### [TASK ITEM]
Below are the entries to work from; restate word for word the portion that opens with the line containing "an empty table." and closes with the line containing "pub fn is_empty(&self)", keeping both.

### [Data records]
+++

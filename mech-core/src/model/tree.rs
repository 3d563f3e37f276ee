//! Paths between nodes of a tree of bases or points.

use crate::error::Error;

/// One edge of a path between two nodes. Each edge is identified by its child node.
#[derive(Debug, Clone, Copy, PartialEq, Eq)]
pub(crate) enum Step<I> {
    /// The edge from the node to its previous node, walked from child to ancestor.
    Up(I),

    /// The edge from the previous node to the node, walked from ancestor to child.
    Down(I),
}

/// Returns the chain `node, previous(node), ..., root`.
fn root_chain<I: Copy>(
    node: I,
    previous: &impl Fn(I) -> Result<Option<I>, Error>,
) -> Result<Vec<I>, Error> {
    let mut chain = vec![node];
    let mut current = node;
    while let Some(next) = previous(current)? {
        chain.push(next);
        current = next;
    }
    Ok(chain)
}

/// Finds the path from `from` to `to` through their lowest common ancestor: first the edges from
/// `from` up to the ancestor, then the edges from the ancestor down to `to`.
///
/// Returns `None` if the nodes are in different trees, and an empty path if they are the same
/// node.
pub(crate) fn tree_path<I: Copy + Eq>(
    from: I,
    to: I,
    previous: impl Fn(I) -> Result<Option<I>, Error>,
) -> Result<Option<Vec<Step<I>>>, Error> {
    if from == to {
        return Ok(Some(Vec::new()));
    }

    let mut up = root_chain(from, &previous)?;
    let mut down = root_chain(to, &previous)?;
    if up.last() != down.last() {
        return Ok(None);
    }

    // drop the common part of both chains, the last dropped node is the common ancestor
    while up.len() >= 2 && down.len() >= 2 && up[up.len() - 2] == down[down.len() - 2] {
        up.pop();
        down.pop();
    }
    up.pop();
    down.pop();

    let mut path = up.into_iter().map(Step::Up).collect::<Vec<_>>();
    path.extend(down.into_iter().rev().map(Step::Down));
    Ok(Some(path))
}

/// Finds the lowest common ancestor of two nodes, or `None` if they are in different trees.
pub(crate) fn common_ancestor<I: Copy + Eq>(
    a: I,
    b: I,
    previous: impl Fn(I) -> Result<Option<I>, Error>,
) -> Result<Option<I>, Error> {
    let chain_a = root_chain(a, &previous)?;
    let chain_b = root_chain(b, &previous)?;
    Ok(chain_a.into_iter().find(|node| chain_b.contains(node)))
}

#[cfg(test)]
mod tests {
    use pretty_assertions::assert_eq;
    use super::*;

    //     0
    //    / \
    //   1   3
    //   |   |
    //   2   4      5 (separate root)
    fn previous(node: usize) -> Result<Option<usize>, Error> {
        Ok([None, Some(0), Some(1), Some(0), Some(3), None][node])
    }

    #[test]
    fn same_node() {
        assert_eq!(tree_path(2, 2, previous).unwrap(), Some(vec![]));
    }

    #[test]
    fn ancestor_chain() {
        assert_eq!(tree_path(0, 2, previous).unwrap(), Some(vec![Step::Down(1), Step::Down(2)]));
        assert_eq!(tree_path(2, 0, previous).unwrap(), Some(vec![Step::Up(2), Step::Up(1)]));
    }

    #[test]
    fn through_common_ancestor() {
        assert_eq!(
            tree_path(2, 4, previous).unwrap(),
            Some(vec![Step::Up(2), Step::Up(1), Step::Down(3), Step::Down(4)]),
        );
        assert_eq!(common_ancestor(2, 4, previous).unwrap(), Some(0));
        assert_eq!(common_ancestor(2, 1, previous).unwrap(), Some(1));
    }

    #[test]
    fn disjoint_trees() {
        assert_eq!(tree_path(2, 5, previous).unwrap(), None);
        assert_eq!(common_ancestor(5, 4, previous).unwrap(), None);
    }
}
impl AtomTable {
    /// Creates an empty table.
    pub fn new() -> Self {
        Self {
            atoms: Vec::new(),
            lookup: HashMap::new(),
            excluded: HashSet::new(),
            time_varying: HashSet::new(),
            enabled: true,
        }
    }

    /// Creates a table whose [`AtomTable::atomize`] returns its input unchanged.
    pub fn disabled() -> Self {
        Self { enabled: false, ..Self::new() }
    }

    /// Returns true if atomizing creates atoms.
    pub fn is_enabled(&self) -> bool {
        self.enabled
    }

    /// Sets the symbols that change over time, which decide whether new atoms are constant.
    pub fn set_time_varying<S: Into<Arc<str>>>(&mut self, symbols: impl IntoIterator<Item = S>) {
        self.time_varying = symbols.into_iter().map(Into::into).collect();
    }

    /// Removes every atom. The exclusion list and the time-varying symbols are kept, and indices
    /// start again from zero.
    pub fn clear(&mut self) {
        self.atoms.clear();
        self.lookup.clear();
    }

    /// Removes every atom and empties the exclusion list, for a new derivation session.
    pub fn reset(&mut self) {
        self.clear();
        self.excluded.clear();
    }

    /// Adds a symbol to the exclusion list: no atom will ever contain it.
    pub fn exclude(&mut self, symbol: &str) {
        self.excluded.insert(Arc::from(symbol));
    }

    /// Returns true if the symbol is in the exclusion list.
    pub fn is_excluded(&self, symbol: &str) -> bool {
        self.excluded.contains(symbol)
    }

    /// Returns the live atom with the given handle.
    pub fn get(&self, id: AtomId) -> Option<&Atom> {
        self.atoms.get(id.0 as usize).and_then(Option::as_ref)
    }

    fn live(&self, index: u32) -> Result<&Atom, Error> {
        self.get(AtomId(index)).ok_or_else(|| UnknownAtom { atom: index }.into())
    }

    fn live_mut(&mut self, index: u32) -> Option<&mut Atom> {
        self.atoms.get_mut(index as usize).and_then(Option::as_mut)
    }

    /// Iterates over the live atoms in creation order.
    pub fn iter(&self) -> impl Iterator<Item = &Atom> + '_ {
        self.atoms.iter().flatten()
    }

    /// The number of live atoms.
    pub fn len(&self) -> usize {
        self.iter().count()
    }

    /// Returns true if there are no live atoms.
    pub fn is_empty(&self) -> bool {
        self.len() == 0
    }

    /// Replaces the subexpressions of every expression in `value` with atoms.
    pub fn atomize<T: Atomize>(&mut self, value: &T) -> T {
        self.atomize_inner(value, &mut ())
    }

    /// Like [`AtomTable::atomize`], also returning every atom created or reused, in order.
    pub fn atomize_with_steps<T: Atomize>(&mut self, value: &T) -> (T, Vec<AtomStep>) {
        let mut steps = Vec::new();
        let value = self.atomize_inner(value, &mut steps);
        (value, steps)
    }

    fn atomize_inner<T: Atomize>(&mut self, value: &T, steps: &mut dyn StepCollector<AtomStep>) -> T {
        if !self.enabled {
            return value.clone();
        }
        let result = value.try_map_exprs(&mut |expr| {
            Ok::<_, std::convert::Infallible>(self.atomize_node(expr, steps).0)
        });
        match result {
            Ok(value) => value,
            Err(never) => match never {},
        }
    }

    /// Atomizes one node bottom-up. Also returns whether the node contains an excluded symbol.
    fn atomize_node(&mut self, expr: &Expr, steps: &mut dyn StepCollector<AtomStep>) -> (Expr, bool) {
        match expr {
            Expr::Primary(Primary::Symbol(name)) => (expr.clone(), self.excluded.contains(name)),
            Expr::Primary(Primary::Number(_)) => (expr.clone(), false),
            Expr::Primary(Primary::Atom(_)) => {
                // an atom given back to the table is one more use of everything it stands for
                if let Ok(occurrences) = self.occurrences(expr) {
                    self.adjust_counts(&occurrences, 1, true);
                }
                (expr.clone(), false)
            },
            _ => {
                let mut excluded = false;
                let rebuilt = expr.rebuild_with(|child| {
                    let (child, child_excluded) = self.atomize_node(child, steps);
                    excluded |= child_excluded;
                    child
                });
                if excluded {
                    (rebuilt, true)
                } else {
                    (self.intern(rebuilt, steps), false)
                }
            },
        }
    }

    /// Returns the atom standing for `expr`, creating it if needed.
    fn intern(&mut self, expr: Expr, steps: &mut dyn StepCollector<AtomStep>) -> Expr {
        if let Some(&index) = self.lookup.get(&expr) {
            if let Some(atom) = self.live_mut(index) {
                atom.reference_count += 1;
                steps.push(AtomStep::Reused(AtomId(index)));
                return Expr::atom(index);
            }
        }

        let index = self.atoms.len() as u32;
        let dependencies = expr.atoms().into_iter().map(AtomId).collect::<Vec<_>>();
        let is_constant = self.is_constant_definition(&expr, &dependencies);
        self.lookup.insert(expr.clone(), index);
        self.atoms.push(Some(Atom {
            index,
            expression: expr,
            reference_count: 1,
            dependencies,
            is_constant,
        }));
        steps.push(AtomStep::Created(AtomId(index)));
        Expr::atom(index)
    }

    fn is_constant_definition(&self, expr: &Expr, dependencies: &[AtomId]) -> bool {
        expr.symbols().iter().all(|symbol| !self.time_varying.contains(symbol))
            && dependencies.iter().all(|dep| self.get(*dep).map_or(true, Atom::is_constant))
    }

    /// Replaces every atom in `value` with its definition, recursively, until no atom is left.
    /// This is the exact inverse of [`AtomTable::atomize`].
    ///
    /// Fails if an atom is not in the table, or if the definitions form a cycle.
    pub fn unatomize<T: Atomize>(&self, value: &T) -> Result<T, Error> {
        let mut memo = HashMap::new();
        let mut visiting = HashSet::new();
        value.try_map_exprs(&mut |expr| self.unatomize_expr(expr, &mut memo, &mut visiting))
    }

    fn unatomize_expr(
        &self,
        expr: &Expr,
        memo: &mut HashMap<u32, Expr>,
        visiting: &mut HashSet<u32>,
    ) -> Result<Expr, Error> {
        match expr {
            Expr::Primary(Primary::Atom(index)) => {
                if let Some(done) = memo.get(index) {
                    return Ok(done.clone());
                }
                let atom = self.live(*index)?;
                if !visiting.insert(*index) {
                    return Err(DependencyCycle { atom: *index }.into());
                }
                let expanded = self.unatomize_expr(&atom.expression, memo, visiting)?;
                visiting.remove(index);
                memo.insert(*index, expanded.clone());
                Ok(expanded)
            },
            _ if expr.is_leaf() => Ok(expr.clone()),
            _ => expr.try_rebuild_with(|child| self.unatomize_expr(child, memo, visiting)),
        }
    }

    /// Returns every atom `value` depends on, directly or through other atoms, ordered so that an
    /// atom always comes after the atoms it depends on.
    ///
    /// This is the order in which the atoms must be computed to evaluate `value`.
    pub fn collect_atoms<T: Atomize>(&self, value: &T) -> Result<Vec<AtomId>, Error> {
        let mut marks = HashMap::new();
        let mut order = Vec::new();
        for expr in value.exprs() {
            for index in expr.atoms() {
                self.visit(index, &mut marks, &mut order)?;
            }
        }
        Ok(order)
    }

    fn visit(&self, index: u32, marks: &mut HashMap<u32, Mark>, order: &mut Vec<AtomId>) -> Result<(), Error> {
        match marks.get(&index) {
            Some(Mark::Done) => return Ok(()),
            Some(Mark::InProgress) => return Err(DependencyCycle { atom: index }.into()),
            None => (),
        }

        let atom = self.live(index)?;
        marks.insert(index, Mark::InProgress);
        for dependency in &atom.dependencies {
            self.visit(dependency.0, marks, order)?;
        }
        marks.insert(index, Mark::Done);
        order.push(AtomId(index));
        Ok(())
    }

    /// Every atom occurrence in `expr` and, recursively, in the definitions of those atoms. This
    /// is one entry per hit the atomization of the expanded expression made.
    fn occurrences(&self, expr: &Expr) -> Result<Vec<u32>, Error> {
        let mut out = Vec::new();
        self.collect_occurrences(expr, &mut Vec::new(), &mut out)?;
        Ok(out)
    }

    fn collect_occurrences(&self, expr: &Expr, path: &mut Vec<u32>, out: &mut Vec<u32>) -> Result<(), Error> {
        for index in expr.post_order_iter().filter_map(Expr::as_atom) {
            let atom = self.live(index)?;
            if path.contains(&index) {
                return Err(DependencyCycle { atom: index }.into());
            }
            out.push(index);
            path.push(index);
            self.collect_occurrences(&atom.expression, path, out)?;
            path.pop();
        }
        Ok(())
    }

    /// Adds or takes `amount` off the count of every listed atom, once per entry.
    fn adjust_counts(&mut self, occurrences: &[u32], amount: usize, increment: bool) {
        for index in occurrences {
            if let Some(atom) = self.live_mut(*index) {
                atom.reference_count = if increment {
                    atom.reference_count + amount
                } else {
                    atom.reference_count.saturating_sub(amount)
                };
            }
        }
    }

    /// Undoes the counting done by the [`AtomTable::atomize`] call that returned `value`, once
    /// `value` is no longer used. Every atom loses 1 per occurrence in `value` or in the
    /// definitions those occurrences expand to. No atom is removed.
    ///
    /// Fails without changing any count if `value` refers to an atom that is not in the table, or
    /// if the definitions form a cycle.
    pub fn release<T: Atomize>(&mut self, value: &T) -> Result<(), Error> {
        let mut pending = Vec::new();
        for expr in value.exprs() {
            pending.extend(self.occurrences(expr)?);
        }
        self.adjust_counts(&pending, 1, false);
        Ok(())
    }

    fn first_dependant(&self, id: AtomId) -> Option<AtomId> {
        self.iter()
            .find(|atom| atom.index != id.0 && atom.dependencies.contains(&id))
            .map(Atom::id)
    }

    /// Removes an atom from the table, whatever its reference count.
    ///
    /// Fails if the atom is not in the table, or if the definition of another atom refers to it.
    pub fn remove(&mut self, id: AtomId) -> Result<Atom, Error> {
        self.live(id.0)?;
        if let Some(dependant) = self.first_dependant(id) {
            return Err(AtomInUse { atom: id.0, dependant: dependant.0 }.into());
        }

        let atom = self.atoms[id.0 as usize].take().ok_or(UnknownAtom { atom: id.0 })?;
        if self.lookup.get(&atom.expression) == Some(&id.0) {
            self.lookup.remove(&atom.expression);
        }
        Ok(atom)
    }

    /// Removes every atom with no references, including atoms whose last references were held by
    /// the removed atoms. Returns the removed atoms in creation order.
    pub fn remove_dead(&mut self) -> Vec<AtomId> {
        let mut removed = Vec::new();
        loop {
            let dead = self.iter()
                .filter(|atom| atom.reference_count == 0)
                .map(Atom::id)
                .filter(|id| self.first_dependant(*id).is_none())
                .collect::<Vec<_>>();
            if dead.is_empty() {
                break;
            }
            for id in dead {
                if self.remove(id).is_ok() {
                    removed.push(id);
                }
            }
        }
        removed.sort_unstable();
        removed
    }

    /// The atoms with no references whose definition is constant: the candidates a constant
    /// folding pass can evaluate once and drop.
    pub fn dead_constants(&self) -> Vec<AtomId> {
        self.iter()
            .filter(|atom| atom.reference_count == 0 && atom.is_constant)
            .map(Atom::id)
            .collect()
    }

    /// Replaces the definition of an atom, for example with a simplified equivalent.
    ///
    /// The uses counted by the atom move from the atoms of the old definition to those of the new
    /// one, so that [`AtomTable::release`] stays balanced. Nothing prevents the new definition
    /// from referring to the atom itself or to later atoms; such cycles are reported by
    /// [`AtomTable::unatomize`] and [`AtomTable::collect_atoms`].
    pub fn redefine(&mut self, id: AtomId, expression: Expr) -> Result<(), Error> {
        let current = self.live(id.0)?;
        let uses = current.reference_count;
        let old_occurrences = self.occurrences(&current.expression)?;
        let new_occurrences = self.occurrences(&expression)?;

        let dependencies = expression.atoms().into_iter().map(AtomId).collect::<Vec<_>>();
        let is_constant = self.is_constant_definition(&expression, &dependencies);
        let Some(atom) = self.live_mut(id.0) else {
            return Err(UnknownAtom { atom: id.0 }.into());
        };
        let old = std::mem::replace(&mut atom.expression, expression.clone());
        atom.dependencies = dependencies;
        atom.is_constant = is_constant;

        if self.lookup.get(&old) == Some(&id.0) {
            self.lookup.remove(&old);
        }
        self.lookup.entry(expression).or_insert(id.0);
        self.adjust_counts(&new_occurrences, uses, true);
        self.adjust_counts(&old_occurrences, uses, false);
        Ok(())
    }
}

+++

### [SOLUTION TO THE EXERCISE]
    /// Creates an empty table.
    pub fn new() -> Self {
        Self {
            atoms: Vec::new(),
            lookup: HashMap::new(),
            excluded: HashSet::new(),
            time_varying: HashSet::new(),
            enabled: true,
        }
    }

    /// Creates a table whose [`AtomTable::atomize`] returns its input unchanged.
    pub fn disabled() -> Self {
        Self { enabled: false, ..Self::new() }
    }

    /// Returns true if atomizing creates atoms.
    pub fn is_enabled(&self) -> bool {
        self.enabled
    }

    /// Sets the symbols that change over time, which decide whether new atoms are constant.
    pub fn set_time_varying<S: Into<Arc<str>>>(&mut self, symbols: impl IntoIterator<Item = S>) {
        self.time_varying = symbols.into_iter().map(Into::into).collect();
    }

    /// Removes every atom. The exclusion list and the time-varying symbols are kept, and indices
    /// start again from zero.
    pub fn clear(&mut self) {
        self.atoms.clear();
        self.lookup.clear();
    }

    /// Removes every atom and empties the exclusion list, for a new derivation session.
    pub fn reset(&mut self) {
        self.clear();
        self.excluded.clear();
    }

    /// Adds a symbol to the exclusion list: no atom will ever contain it.
    pub fn exclude(&mut self, symbol: &str) {
        self.excluded.insert(Arc::from(symbol));
    }

    /// Returns true if the symbol is in the exclusion list.
    pub fn is_excluded(&self, symbol: &str) -> bool {
        self.excluded.contains(symbol)
    }

    /// Returns the live atom with the given handle.
    pub fn get(&self, id: AtomId) -> Option<&Atom> {
        self.atoms.get(id.0 as usize).and_then(Option::as_ref)
    }

    fn live(&self, index: u32) -> Result<&Atom, Error> {
        self.get(AtomId(index)).ok_or_else(|| UnknownAtom { atom: index }.into())
    }

    fn live_mut(&mut self, index: u32) -> Option<&mut Atom> {
        self.atoms.get_mut(index as usize).and_then(Option::as_mut)
    }

    /// Iterates over the live atoms in creation order.
    pub fn iter(&self) -> impl Iterator<Item = &Atom> + '_ {
        self.atoms.iter().flatten()
    }

    /// The number of live atoms.
    pub fn len(&self) -> usize {
        self.iter().count()
    }

    /// Returns true if there are no live atoms.
    pub fn is_empty(&self) -> bool {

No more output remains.